What the exercise asks >> In your reply, write out each entry exactly as given.

Saved entries
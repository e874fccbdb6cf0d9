mod app;
mod config;

use clap::Parser;
use log::LevelFilter;
use watch_logging::{watch_error, LogDestination};

use crate::config::Config;

#[tokio::main]
async fn main() -> anyhow::Result<()> {
    let config = Config::try_parse().unwrap_or_else(|err| {
        // Missing secrets stop the process before any cycle runs.
        if err.use_stderr() {
            watch_logging::initialize(LogDestination::Terminal, LevelFilter::Error);
            watch_error!("Invalid configuration: {}", err.kind());
        }
        err.exit()
    });
    watch_logging::initialize(config.log.into(), config.log_level);
    app::run_app(config).await
}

Result of this exercise >>
repository e874fccbdb6cf0d9
mod app;
mod config;

use clap::Parser;
use log::LevelFilter;
use watch_logging::{watch_error, LogDestination};

use crate::config::Config;

#[tokio::main]
async fn main() -> anyhow::Result<()> {
    let config = Config::try_parse().unwrap_or_else(|err| {
        // Missing secrets stop the process before any cycle runs.
        if err.use_stderr() {
            watch_logging::initialize(LogDestination::Terminal, LevelFilter::Error);
            watch_error!("Invalid configuration: {}", err.kind());
        }
        err.exit()
    });
    watch_logging::initialize(config.log.into(), config.log_level);
    app::run_app(config).await
}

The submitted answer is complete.